On October 21, 2021, HC2 Broadcasting Holdings Inc. (“HC2 Broadcasting”) entered into the Fifth Omnibus Amendment to Secured Notes, Consent and Second Amendment to Asset Sale Under Secured Notes and Intercreditor Agreement (the “Amendment”), which, among other things, extended $52.2 million of its Senior Secured Notes, due October 21, 2021, through November 30, 2022. Concurrently therewith, HC2 Broadcasting completed the last of a series of repurchases of all the outstanding secured notes, inclusive of accrued interest, of DTV America Corporation (“DTV”) for a total consideration of $6.2 million using a combination of cash on hand and proceeds from the sales on non-core assets. On October 26, 2021, HC2 Broadcasting completed the repurchase of all of the outstanding convertible promissory notes of DTV for a total consideration of $0.7 million using proceeds from the sales of non-core assets. Subsequent to these acquisitions, all of DTV’s debt in the aggregate amount of $9.2 million is held by HC2 Broadcasting.
The foregoing description of terms of the Amendment is a summary of certain of its terms only and is qualified in its entirety by the full text of the Amendment, filed as Exhibit 10.1 to this Current Report on Form 8-K and incorporated herein by reference.
Item 5.02. Departure of Directors or Certain Officers; Election of Directors; Appointment of Certain Officers; Compensatory Arrangements of Certain Officers.

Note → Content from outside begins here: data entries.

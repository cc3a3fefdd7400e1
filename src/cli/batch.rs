//! Batch command implementation

use crate::report::BatchOutcome;
use crate::valuation::{BusinessFinancials, ValuationEngine};
use anyhow::Context;
use clap::Args;
use std::io::Write;
use std::path::PathBuf;
use std::sync::Arc;
use tokio::sync::Semaphore;
use tokio::task::JoinSet;

#[derive(Args, Debug)]
pub struct BatchArgs {
    /// JSON-lines file, one valuation request per line
    #[arg(short, long)]
    pub input: PathBuf,

    /// Write results here instead of stdout
    #[arg(short, long)]
    pub output: Option<PathBuf>,

    /// Maximum valuations in flight
    #[arg(long, default_value = "4")]
    pub jobs: usize,
}

impl BatchArgs {
    pub async fn execute(&self, engine: Arc<ValuationEngine>) -> anyhow::Result<()> {
        let content = tokio::fs::read_to_string(&self.input)
            .await
            .with_context(|| format!("Failed to read {}", self.input.display()))?;

        let outcomes = run_batch(&content, engine, self.jobs).await?;

        let ok = outcomes.iter().filter(|o| o.is_ok()).count();
        tracing::info!(
            total = outcomes.len(),
            ok,
            rejected = outcomes.len() - ok,
            "Batch complete"
        );

        let mut lines = Vec::new();
        for outcome in &outcomes {
            serde_json::to_writer(&mut lines, outcome)?;
            lines.push(b'\n');
        }

        match &self.output {
            Some(path) => tokio::fs::write(path, lines)
                .await
                .with_context(|| format!("Failed to write {}", path.display()))?,
            None => std::io::stdout().write_all(&lines)?,
        }

        Ok(())
    }
}

/// Value every non-blank line of `content`, returning outcomes in line order
///
/// Requests share one engine and run on the blocking pool, at most `jobs`
/// at a time.
pub async fn run_batch(
    content: &str,
    engine: Arc<ValuationEngine>,
    jobs: usize,
) -> anyhow::Result<Vec<BatchOutcome>> {
    let permits = Arc::new(Semaphore::new(jobs.max(1)));
    let mut tasks = JoinSet::new();
    let mut outcomes = Vec::new();

    for (index, raw) in content.lines().enumerate() {
        let line = index + 1;
        if raw.trim().is_empty() {
            continue;
        }

        let input: BusinessFinancials = match serde_json::from_str(raw) {
            Ok(input) => input,
            Err(e) => {
                tracing::warn!(line, error = %e, "Skipping unparseable batch line");
                outcomes.push(BatchOutcome::Failed {
                    line,
                    reason: format!("Invalid JSON: {}", e),
                });
                continue;
            }
        };

        let permit = permits.clone().acquire_owned().await?;
        let engine = engine.clone();
        tasks.spawn_blocking(move || {
            let _permit = permit;
            let industry = input.industry.clone();
            BatchOutcome::from_result(line, &industry, engine.compute_valuation(input))
        });
    }

    while let Some(joined) = tasks.join_next().await {
        outcomes.push(joined.context("Valuation task panicked")?);
    }

    outcomes.sort_by_key(BatchOutcome::line);
    Ok(outcomes)
}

On October 21, 2021, the Compensation Committee of the Board of Directors of INNOVATE Corp. (the “Company”) approved the Executive Severance Guidelines for its current executive officers, Wayne Barr, Jr., our President and Chief Executive Officer; Michael J. Sena, our Chief Financial Officer; Joseph A. Ferraro, our Chief Legal Officer & Corporate Secretary; and Suzi Raftery Herbst, our Chief Administrative Officer. The Executive Severance Guidelines supersede the payments and benefits provided to these executive officers under the Company’s Severance Guidelines as adopted by the Compensation Committee on May 12, 2014.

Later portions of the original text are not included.